Vlad Dragoș Aicoboae

Personal information
- Born: 10 October 1993 (age 32) Dorohoi, Romania

Sport
- Country: Romania
- Sport: Rowing

Medal record
Men's rowing
Representing Romania
World Junior Championships
| Gold medal – first place | 2011 Dorney | Double sculls |
European Championships
| Silver medal – second place | 2020 Poznań | Eight |
| Silver medal – second place | 2021 Varese | Eight |
| Bronze medal – third place | 2018 Glasgow | Eight |

= Vlad Dragoș Aicoboae =

Romanian rower

Vlad Dragoș Aicoboae (born 10 October 1993) is a Romanian rower. He competed in the men's coxless four event at the 2016 Summer Olympics.

==Career==
At the age of 17, he has started canoeing, after he quit handball.
His first important result with his first international participation.

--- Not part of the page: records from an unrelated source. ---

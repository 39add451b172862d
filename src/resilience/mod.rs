//! Resilience primitives: deadlines and bounded retries.
//!
//! # Design Decisions
//! - Retries apply only to idempotent read-style upstream calls
//!   (token/discovery/entitlement fetches), never the proxied request
//! - Timeouts are treated identically to call failures

pub mod deadline;
pub mod retry;

pub use deadline::{
    with_deadline, TimeboundDiscovery, TimeboundEntitlement, TimeboundForwarder,
    TimeboundIdentityProvider,
};
pub use retry::{backoff_delay, is_retryable, retry_idempotent};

In 2010, at the World Junior Championships, the four-man squadron crew (Toader-Andrei Gontaru, Marius Vasile Cozmiuc and Cosmin Răzvan Bogus) won the gold medal. In 2011, at the Junior World Championships in Eton, Berkshire, England, the two-man squadron crew won the highest podium rate.

In 2014, the four-man squadron crew consisting of Aicoboae, Gontaru, Cozmiuc and Adrian Damii won the bronze medal at the U23 World Championships held in Varese, Italy. In 2015, at the World Cup, held in Lucerne, Switzerland, the same crew won the third place.